Ya El mensajero, de 1983, era un libro de muertos. A medida que uno se acerca al final de sus páginas, vive la angustia del que busca un hombre muerto a través de las huellas que éste ha dejado en otros que están muriendo también y se están llevando en sus recuerdos los últimos destellos de esa vida perdida. Vallejo llegaba a casas donde los testigos de Barba Jacob estaban agonizando o acababan de morir.

 Si a este libro lo ha llamado “El don de la vida”, es por ponerle una sonrisa irónica al título escondido: “El don de la muerte”. Y este alegato sobre las desintegraciones y las corrupciones y las putrefacciones y las delicuescencias de nuestro destino, sobre la labor del gusano, que es el protagonista de toda la literatura española, este libro sobre el triunfo de la muerte tenía que comenzar con una impúdica y desafiante descripción de la vida: un adolescente desnudo con el sexo descomunal arrojando un chorro de semen hacia el cielo. Porque no es sólo un libro de muertos, una vez más es un libro del Yo. Vallejo dice y repite: “Yo soy mis muertos”, esos muertos que fueron momentos de su vida, a veces años, a veces segundos.

Fernando Vallejo ha renovado en nuestra lengua tres géneros literarios: la biografía, el ensayo y la novela. Nacido en un país donde el interés por los demás se agota en la murmuración, el servilismo y la calumnia, dedicó años a la labor casi religiosa de reconstruir la vida de dos poetas. Gracias al destino errante y camaleónico del primero, Porfirio Barba Jacob, al rehacer el rompecabezas de su vida Vallejo ha rearmado el mapa intelectual de una época en el continente. Gracias al curioso destino local y comercial del segundo, José Asunción Silva, Vallejo logró reconstruir el plano material y mental de la Bogotá de finales del siglo XIX, y mostrar el cuadro patético del único hombre de aquella época que en Colombia intentó ser moderno, y que comprobó con sangre que para ser un dandy a la manera de Baudelaire o de Oscar Wilde, aquí sólo podía serlo al fiado. La miseria final en un hospital de México y un balazo en el corazón en una casa bogotana, fueron el precio que aquellos hombres pagaron por unas gotas de poesía sublime. Pero dado que ese es uno de los licores más escasos del mundo, el precio casi parece aceptable. Vivir es ir muriendo. Mientras nos llega el turno morimos en los otros. Cada día estamos más cerca de la puerta. Y es nuestra filosofía la que decide si esa puerta es de humo o de hierro, de polvo o de infinito.

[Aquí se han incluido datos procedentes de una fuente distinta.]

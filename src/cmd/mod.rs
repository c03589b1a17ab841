mod factory;

pub use factory::{cmd_init_db, cmd_serve};
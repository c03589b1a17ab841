use axum::{
    extract::{
        State,
        ws::{Message, WebSocket, WebSocketUpgrade},
    },
    response::IntoResponse,
};
use futures_util::{SinkExt, StreamExt, stream::SplitSink, stream::SplitStream};
use serde::{Deserialize, Serialize};
use std::time::Duration;
use tokio::sync::broadcast;
use tokio::time::Instant;

use super::api::SharedState;
use super::models::*;

/// How often to send WebSocket Ping frames.
const PING_INTERVAL: Duration = Duration::from_secs(30);

/// How long to wait for a Pong response before considering the connection dead.
const PONG_TIMEOUT: Duration = Duration::from_secs(60);

// ── WebSocket message types ──────────────────────────────────────────

#[derive(Debug, Clone, Serialize, Deserialize)]
#[serde(tag = "type", content = "data")]
pub enum WsMessage {
    SpecCreated {
        spec_id: String,
        title: String,
    },
    SpecDeleted {
        spec_id: String,
    },
    SpecStateChanged {
        spec_id: String,
        transition: StateTransition,
    },
    CodeJobUpdated {
        job: CodeJob,
    },
}

// ── WebSocket handler ────────────────────────────────────────────────

pub async fn ws_handler(ws: WebSocketUpgrade, State(state): State<SharedState>) -> impl IntoResponse {
    let rx = state.ws_tx.subscribe();
    ws.on_upgrade(move |socket| handle_socket(socket, rx))
}

async fn handle_socket(socket: WebSocket, rx: broadcast::Receiver<String>) {
    let (sender, receiver) = socket.split();
    run_socket_loop(sender, receiver, rx).await;
}

/// Forward broadcast events to one client, with ping/pong keepalive.
///
/// If no Pong arrives within [`PONG_TIMEOUT`] after a Ping, the connection
/// is treated as dead and the loop exits.
async fn run_socket_loop(
    mut sender: SplitSink<WebSocket, Message>,
    mut receiver: SplitStream<WebSocket>,
    mut rx: broadcast::Receiver<String>,
) {
    let mut ping_interval = tokio::time::interval(PING_INTERVAL);
    // First tick completes immediately.
    ping_interval.tick().await;

    let mut last_pong = Instant::now();
    let mut awaiting_pong = false;

    loop {
        tokio::select! {
            _ = ping_interval.tick() => {
                if awaiting_pong && last_pong.elapsed() > PONG_TIMEOUT {
                    tracing::debug!("WebSocket client missed pong, closing");
                    break;
                }
                if sender.send(Message::Ping(Default::default())).await.is_err() {
                    break;
                }
                awaiting_pong = true;
            }

            result = rx.recv() => {
                match result {
                    Ok(msg) => {
                        if sender.send(Message::Text(msg.into())).await.is_err() {
                            break;
                        }
                    }
                    Err(broadcast::error::RecvError::Closed) => break,
                    Err(broadcast::error::RecvError::Lagged(skipped)) => {
                        tracing::debug!(skipped, "WebSocket client lagged behind");
                        continue;
                    }
                }
            }

            msg = receiver.next() => {
                match msg {
                    Some(Ok(Message::Pong(_))) => {
                        last_pong = Instant::now();
                        awaiting_pong = false;
                    }
                    Some(Ok(Message::Close(_))) | None => break,
                    Some(Ok(_)) => {}
                    Some(Err(_)) => break,
                }
            }
        }
    }

    let _ = sender.send(Message::Close(None)).await;
}

// ── Broadcast helper ─────────────────────────────────────────────────

/// Serialize and broadcast a WsMessage to all connected WebSocket clients.
/// Returns silently even if no clients are connected.
pub fn broadcast_message(tx: &broadcast::Sender<String>, msg: &WsMessage) {
    match serde_json::to_string(msg) {
        Ok(json) => {
            let _ = tx.send(json);
        }
        Err(e) => {
            tracing::error!(error = %e, "Failed to serialize WsMessage");
        }
    }
}

// ── Tests ────────────────────────────────────────────────────────────
impl IntoResponse for ApiError {
    fn into_response(self) -> Response {
        let (status, message) = match self {
            ApiError::NotFound(msg) => (StatusCode::NOT_FOUND, msg),
            ApiError::BadRequest(msg) => (StatusCode::BAD_REQUEST, msg),
            ApiError::Conflict(msg) => (StatusCode::CONFLICT, msg),
            ApiError::BadGateway(msg) => (StatusCode::BAD_GATEWAY, msg),
            ApiError::Unavailable(msg) => (StatusCode::SERVICE_UNAVAILABLE, msg),
            ApiError::Internal(msg) => (StatusCode::INTERNAL_SERVER_ERROR, msg),
        };
        (status, Json(serde_json::json!({"error": message}))).into_response()
    }
}

impl From<FactoryError> for ApiError {
    fn from(err: FactoryError) -> Self {
        let message = err.to_string();
        match err {
            FactoryError::InvalidInput(_) | FactoryError::Configuration(_) => {
                ApiError::BadRequest(message)
            }
            FactoryError::NotFound { .. } => ApiError::NotFound(message),
            FactoryError::Conflict(_) | FactoryError::InvalidTransition { .. } => {
                ApiError::Conflict(message)
            }
            FactoryError::Upstream { .. } => ApiError::BadGateway(message),
            FactoryError::QueueFull => ApiError::Unavailable(message),
            FactoryError::Database(_) | FactoryError::Other(_) => {
                tracing::error!(error = %message, "Request failed");
                ApiError::Internal(message)
            }
        }
    }
}

// ── Router ────────────────────────────────────────────────────────────

pub fn api_router() -> Router<SharedState> {
    Router::new()
        .route("/api/spec-jobs", post(create_spec_job))
        .route("/api/spec-jobs/{id}", get(get_spec_job))
        .route("/api/specs", get(list_specs))
        .route("/api/specs/{id}", get(get_spec).delete(delete_spec))
        .route("/api/specs/{id}/devin-task", post(create_devin_task))
        .route("/api/specs/{id}/state-logs", get(get_state_logs))
        .route("/api/specs/{id}/state", put(set_spec_state))
        .route("/api/specs/{id}/code-job", get(get_latest_code_job))
        .route("/api/specs/{id}/retry-code", post(retry_code_job))
        .route("/api/code-jobs", post(submit_code_job))
        .route("/api/code-jobs/{id}", get(get_code_job))
        .route("/health", get(health_check))
}

// ── Handlers ──────────────────────────────────────────────────────────

async fn health_check() -> &'static str {
    "ok"
}

async fn create_spec_job(
    State(state): State<SharedState>,
    Json(req): Json<CreateSpecJob>,
) -> Result<impl IntoResponse, ApiError> {
    let outcome = state.spec_jobs.create(req).await?;
    let status = match outcome {
        SpecJobOutcome::Completed { .. } => StatusCode::CREATED,
        SpecJobOutcome::Duplicate { .. } => StatusCode::OK,
    };
    Ok((status, Json(outcome)))
}

async fn get_spec_job(
    State(state): State<SharedState>,
    Path(id): Path<String>,
) -> Result<impl IntoResponse, ApiError> {
    Ok(Json(state.spec_jobs.get(&id).await?))
}

async fn list_specs(State(state): State<SharedState>) -> Result<impl IntoResponse, ApiError> {
    let specs = state
        .db
        .call(|db| db.list_game_specs(SPEC_LIST_LIMIT))
        .await
        .map_err(|e| ApiError::Internal(e.to_string()))?;
    Ok(Json(specs))
}
//! Blocking clients for the two external collaborators of the journal
//! engine: the integration platform's action API (journal entries,
//! ledger accounts, mapping targets, invoices) and the mapping store's
//! REST API.
//!
//! [`ActionClient`] implements [`ledgerbridge_journal::JournalSource`], so
//! a [`ledgerbridge_journal::JournalView`] can be driven directly from it.

mod auth;
mod error;
mod http;

pub mod actions;
pub mod mapping;

pub use actions::{ActionClient, Invoice, Vendor};
pub use auth::{
    auth_file_path, delete_credentials, load_credentials, resolve_token, save_credentials, Credentials,
    TOKEN_ENV,
};
pub use error::ConnectorError;
pub use http::{ApiClient, RetryPolicy};
pub use mapping::{Category, Contractor, ContractorMapping, MappingClient};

Los ensayos de Vallejo le dan al género una voz personal que aquí nunca había tenido: no son documentos de divulgación sino de argumentación. Vallejo no habla de Darwin: discute con Darwin, piensa, polemiza, argumenta, discrepa. Es director de cine, pianista, gramático, biólogo, físico, biógrafo, ensayista, novelista. Sí, pero ¿quién es Fernando Vallejo? Después de la catarata de verdades que nos prodiga en su imponente libro La puta de Babilonia (y nunca tanto mal se ha descrito tan bien), yo le dije a una amiga católica que Vallejo es un enviado de Dios. Dios lo envió, le dije, para poner a prueba la tolerancia de los católicos, para ejercitarlos en el arte de poner la otra mejilla y en la disciplina angélica de amar a los enemigos.

Él pertenece a la secta de las brujas de Macbeth; él habría sido quemado por hereje o al menos por sacrílego; él es el grito en el desierto que desafía la sorda enormidad de Dios; él es el mundo al revés que lanza rayos contra el cielo; él es la criatura terrible que lo primero que hace al emerger es maldecir a su creador; él es el átomo que siente con fascinación que acaso ha comprendido el universo, y barre sombras, y vuelca mitos, y zarandea muchedumbres, y casi grita como las tres brujas del páramo que “lo bello es asqueroso y lo asqueroso es bello”.

Cuando un país para insultar no tiene más que una palabra, más vale que alguien le enseñe a insultar con todo el diccionario. La obra de Vallejo es la más espléndida lección del arte de injuriar que haya conocido este país de reacciones primarias, que por falta de lenguaje tuvo que utilizar siempre el machete. Que para insultar también se necesita inspiración y elocuencia, eso es algo que nadie nos había contado en este país de escandalosa indigencia verbal, donde mucha gente ve el lenguaje exuberante como un pecado contra el estilo, y se resigna siempre, como dijo alguien, a descubrir la misma profesión en las madres de todos.